Our advice here needs to be kept to a set of standards that are fool proof, not people's proud opinions based on their so called "success".

----------


## Louis Charles Bruckner

At least I had the common courtesy to do it privately.

----------


## rob2000

Aww, lets all take a nice Sunday relaxation breath. Hope the weather is just as nice there as it is here or better!

Anyway, good news is that the foam thing seems to be working. The filter is up and running. Not sure if it is too strong of a current for him or not, he seems to be getting swept away a little and goes to the little silky plants I have in there for protection. I am thinking I might stop at the pet store (yet again) and pick up some more hiding places etc so he can move around some more without getting pushed around. 
How active should a clawed frog really be? Usually he just comes to the front for food but now he seems to be moving around more. Is this ok?

----------


## Felis

Hi,

I bet it just enjoys the room it has now  :Wink:  It also has to get used to the new tank. ACFs like to swim; as long as it does take a rest from time to time, it will be just fine.

You can also use simple terracotta pots (new ones without fertilizer residues) for the frog to hide in; you only have to make sure that there are no too-small holes so that the frog can´t get stuck.

----------


## rob2000

Well that would be great! I think I am going to also pick up an argentine sword or two to help him rest close to the top. For now I have to figure out how to close up the filter so he doesnt escape while I am out.
He is really active right now. I think I am going to be careful of how much food I give him so he doesnt get more bloated from fatness! How often should I feed?

Anyone have experience with those tubed plants at Petco. No one online seems to mention that they could have disease etc. Tube said "no snails". Should I be concerned?

----------


## rob2000

Anyone have experience with those Petco tubed plants? I did some research online and seems that they arent raised with snails. My main concern would be bacteria/parasites etc obviously.

----------


## Felis

Hm, about every two to three days is normally a good feeding regime for an adult frog. Yours is very small for its age, but I would try it like this. Just watch it carefully; you will soon find out the right amount. 
I´m not sure if it will grow despite of it´s age or if the bloat will reduce (could be a permanent kidney damage amongst other possibilities), but there still is a good chance that it will have a good life with improved environmental conditions. High quality food might help as well.

As we don´t have Petco shops here, I can´t say anything about those plants. But many bacteria/ parasites will die off if you quarantine the plants in a bucket of water (with enough light and daily water changes) for 1-2 weeks before adding them to the tank.

----------


## rob2000

I bought the Repto min pellets so I will try every 2 days or so for now. His belly seems to be a little red from where the sand is touching him probably because his belly is too big and it is rubbing on the bottom more.. It is only in the spot that would hit the ground more due to bloating so hopefully that is all it is.

----------


## Felis

I never used Repto min pellets, but after all I´ve read they seem to make a very good staple. 
Can you upload a picture from the red belly?

----------


## Louis Charles Bruckner

> Anyone have experience with those Petco tubed plants? I did some research online and seems that they arent raised with snails. My main concern would be bacteria/parasites etc obviously.

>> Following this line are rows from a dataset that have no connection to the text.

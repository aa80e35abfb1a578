//! Arena-backed version chains. Nodes live in a per-chain vector and link
//! through indices, so popping a rolled-back head leaks nothing and whole
//! chains drop with their table.

use hashbrown::HashMap;

/// One historical version of a row.
#[derive(Debug, Clone)]
pub struct VersionNode {
    values: Vec<String>,
    xmin: String,
    xmax: Option<String>,
    committed: bool,
    next: Option<usize>,
}

impl VersionNode {
    pub fn values(&self) -> &[String] {
        &self.values
    }

    pub fn xmin(&self) -> &str {
        &self.xmin
    }

    pub fn xmax(&self) -> Option<&str> {
        self.xmax.as_deref()
    }

    pub fn is_committed(&self) -> bool {
        self.committed
    }
}

/// Singly linked list of versions, head = most recent. The chain is never
/// reordered; commit flips the flag in place.
#[derive(Debug, Default)]
pub struct VersionChain {
    nodes: Vec<VersionNode>,
    head: Option<usize>,
}

impl VersionChain {
    /// Pushes a new uncommitted head.
    pub fn push_uncommitted(&mut self, values: Vec<String>, xmin: impl Into<String>) {
        let idx = self.nodes.len();
        self.nodes.push(VersionNode {
            values,
            xmin: xmin.into(),
            xmax: None,
            committed: false,
            next: self.head,
        });
        self.head = Some(idx);
    }

    /// Commits the head iff it is `txid`'s own uncommitted version.
    pub fn commit_head(&mut self, txid: &str) -> bool {
        let Some(head) = self.head else {
            return false;
        };
        let node = &mut self.nodes[head];
        if node.xmin == txid && !node.committed {
            node.committed = true;
            true
        } else {
            false
        }
    }

    /// Pops the head iff it is `txid`'s own uncommitted version. The slot
    /// is reclaimed when it sits at the arena tail.
    pub fn rollback_head(&mut self, txid: &str) -> bool {
        let Some(head) = self.head else {
            return false;
        };
        let node = &self.nodes[head];
        if node.xmin != txid || node.committed {
            return false;
        }
        self.head = node.next;
        if head == self.nodes.len() - 1 {
            self.nodes.pop();
        }
        true
    }

    /// Stamps `xmax` on the first committed version that has none.
    pub fn mark_delete_commit(&mut self, txid: &str) -> bool {
        let mut cursor = self.head;
        while let Some(idx) = cursor {
            let node = &mut self.nodes[idx];
            if node.committed && node.xmax.is_none() {
                node.xmax = Some(txid.to_string());
                return true;
            }
            cursor = node.next;
        }
        false
    }

    /// Walks head→tail and returns the first version visible to `reader`
    /// against the caller-supplied active set: either the reader's own
    /// uncommitted write, or a committed, undeleted version whose writer
    /// is not in flight.
    pub fn lookup_visible(&self, reader: &str, active: &[String]) -> Option<&[String]> {
        let mut cursor = self.head;
        while let Some(idx) = cursor {
            let node = &self.nodes[idx];
            if !node.committed {
                if node.xmin == reader {
                    return Some(&node.values);
                }
            } else if node.xmax.is_none() && !active.iter().any(|t| t == &node.xmin) {
                return Some(&node.values);
            }
            cursor = node.next;
        }
        None
    }

    pub fn is_empty(&self) -> bool {
        self.head.is_none()
    }
}

/// All version chains, keyed by table name and primary-key value.
#[derive(Debug, Default)]
pub struct VersionStore {
    chains: HashMap<String, HashMap<String, VersionChain>>,
}

impl VersionStore {
    /// Pushes an uncommitted version for the row's primary key. Fails when
    /// `pk_index` is out of range.
    pub fn insert_uncommitted(
        &mut self,
        table: &str,
        values: Vec<String>,
        txid: &str,
        pk_index: usize,
    ) -> bool {
        let Some(pk) = values.get(pk_index).cloned() else {
            return false;
        };
        self.chains
            .entry(table.to_string())
            .or_default()
            .entry(pk)
            .or_default()
            .push_uncommitted(values, txid);
        true
    }

    pub fn commit_insert(&mut self, table: &str, pk: &str, txid: &str) -> bool {
        self.chain_mut(table, pk)
            .map_or(false, |chain| chain.commit_head(txid))
    }

    pub fn rollback_insert(&mut self, table: &str, pk: &str, txid: &str) -> bool {
        self.chain_mut(table, pk)
            .map_or(false, |chain| chain.rollback_head(txid))
    }

    pub fn mark_delete_commit(&mut self, table: &str, pk: &str, txid: &str) -> bool {
        self.chain_mut(table, pk)
            .map_or(false, |chain| chain.mark_delete_commit(txid))
    }

    pub fn lookup_visible(
        &self,
        table: &str,
        pk: &str,
        reader: &str,
        active: &[String],
    ) -> Option<&[String]> {
        self.chains
            .get(table)?
            .get(pk)?
            .lookup_visible(reader, active)
    }

    /// Drops every chain belonging to a table.
    pub fn clear_table(&mut self, table: &str) {
        self.chains.remove(table);
    }

    fn chain_mut(&mut self, table: &str, pk: &str) -> Option<&mut VersionChain> {
        self.chains.get_mut(table)?.get_mut(pk)
    }
}

#[cfg(test)]
mod tests {
    use super::*;

    fn row(vals: &[&str]) -> Vec<String> {
        vals.iter().map(|v| v.to_string()).collect()
    }

    #[test]
    fn uncommitted_version_visible_only_to_its_writer() {
        let mut store = VersionStore::default();
        assert!(store.insert_uncommitted("v", row(&["1", "A"]), "T1", 0));

        assert_eq!(store.lookup_visible("v", "1", "T2", &[]), None);
        assert_eq!(
            store.lookup_visible("v", "1", "T1", &[]),
            Some(&row(&["1", "A"])[..])
        );
    }

    #[test]
    fn commit_makes_version_visible_to_all() {
        let mut store = VersionStore::default();
        store.insert_uncommitted("v", row(&["1", "A"]), "T1", 0);
        assert!(store.commit_insert("v", "1", "T1"));

        assert_eq!(
            store.lookup_visible("v", "1", "T2", &[]),
            Some(&row(&["1", "A"])[..])
        );
    }

    #[test]
    fn commit_requires_matching_writer() {
        let mut store = VersionStore::default();
        store.insert_uncommitted("v", row(&["1", "A"]), "T1", 0);
        assert!(!store.commit_insert("v", "1", "T2"));
        assert!(!store.commit_insert("v", "2", "T1"));

        // Double commit is rejected.
        assert!(store.commit_insert("v", "1", "T1"));
        assert!(!store.commit_insert("v", "1", "T1"));
    }

    #[test]
    fn rollback_pops_only_the_writers_uncommitted_head() {
        let mut store = VersionStore::default();
        store.insert_uncommitted("v", row(&["1", "A"]), "T1", 0);
        store.commit_insert("v", "1", "T1");
        store.insert_uncommitted("v", row(&["1", "B"]), "T2", 0);

        // Wrong transaction cannot pop.
        assert!(!store.rollback_insert("v", "1", "T1"));
        assert!(store.rollback_insert("v", "1", "T2"));

        // The committed version resurfaces.
        assert_eq!(
            store.lookup_visible("v", "1", "T3", &[]),
            Some(&row(&["1", "A"])[..])
        );

        // A committed head cannot be rolled back.
        assert!(!store.rollback_insert("v", "1", "T1"));
    }

    #[test]
    fn active_writers_are_invisible_to_snapshot_readers() {
        let mut store = VersionStore::default();
        store.insert_uncommitted("v", row(&["1", "A"]), "T1", 0);
        store.commit_insert("v", "1", "T1");

        let active = vec!["T1".to_string()];
        assert_eq!(store.lookup_visible("v", "1", "T2", &active), None);
        assert_eq!(
            store.lookup_visible("v", "1", "T2", &[]),
            Some(&row(&["1", "A"])[..])
        );
    }

    #[test]
    fn delete_stamp_hides_the_version() {
        let mut store = VersionStore::default();
        store.insert_uncommitted("v", row(&["1", "A"]), "T1", 0);
        store.commit_insert("v", "1", "T1");

        assert!(store.mark_delete_commit("v", "1", "T2"));
        assert_eq!(store.lookup_visible("v", "1", "T3", &[]), None);

        // Only the first committed live version gets stamped.
        assert!(!store.mark_delete_commit("v", "1", "T3"));
    }

    #[test]
    fn newer_version_shadows_older_in_chain_order() {
        let mut store = VersionStore::default();
        store.insert_uncommitted("v", row(&["1", "old"]), "T1", 0);
        store.commit_insert("v", "1", "T1");
        store.insert_uncommitted("v", row(&["1", "new"]), "T2", 0);
        store.commit_insert("v", "1", "T2");

        assert_eq!(
            store.lookup_visible("v", "1", "T3", &[]),
            Some(&row(&["1", "new"])[..])
        );

        // With T2 still in the active set, the older version is returned.
        let active = vec!["T2".to_string()];
        assert_eq!(
            store.lookup_visible("v", "1", "T3", &active),
            Some(&row(&["1", "old"])[..])
        );
    }

    #[test]
    fn pk_index_out_of_range_is_rejected() {
        let mut store = VersionStore::default();
        assert!(!store.insert_uncommitted("v", row(&["1"]), "T1", 3));
    }

    #[test]
    fn clear_table_drops_all_chains() {
        let mut store = VersionStore::default();
        store.insert_uncommitted("v", row(&["1", "A"]), "T1", 0);
        store.commit_insert("v", "1", "T1");
        store.clear_table("v");
        assert_eq!(store.lookup_visible("v", "1", "T1", &[]), None);
    }
}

I think that Petsmart also caries the same brand of plant. 
To be totally honest  I haven't had the greatest result as far as plant hardiness.

You might have better luck. 
The plants are packaged with a hydro-gell and what looks like fertilizer 
small white granules. I don't think they are perlite.
I would rinse the plants very well before planting in the tank. 

The three plants in the front of the tank are plants I bought at petsmart (tubes) 
and the two were bought at a local trusted pet shop. 
At the same time and the plants were roughly the same size.  4 months ago.
The three plants haven't grown much and I started out with 5 (tube plants) and 2 died 
so I am not impressed with that brand and way of selling plants.

----------


## rob2000

mmm interesting. Those two plants look really nice! Im only nervous because a lot of the shops put them in the same tank as other fish. 
I do have a localish aquarium that I have had some luck with in Greenwich, CT for fish purchasing and they gave me some good advice with my goldfish tank when I went away on vacay. As long as the tube plants have no history of disease with them I could try it. The disease issue was my main concern.

I will try to get a picture of the red belly when he stands up. It is really just a little pink and I dont see anything on his legs or arms. It is literally just like a little faint pink rash on the lowest part of his belly that would touch the sand. I also added some smooth large rocks to the tank in hopes that it might help him move around a little smoother.

----------


## Louis Charles Bruckner

> As long as the tube plants have no history of disease with them I could try it. The disease issue was my main concern.


All I can say is that I never had a problem concerning any diseases with either sources of the plants I have bought from.
or snails.

----------


## Michael

> I bought the Repto min pellets so I will try every 2 days or so for now. His belly seems to be a little red from where the sand is touching him probably because his belly is too big and it is rubbing on the bottom more.. It is only in the spot that would hit the ground more due to bloating so hopefully that is all it is.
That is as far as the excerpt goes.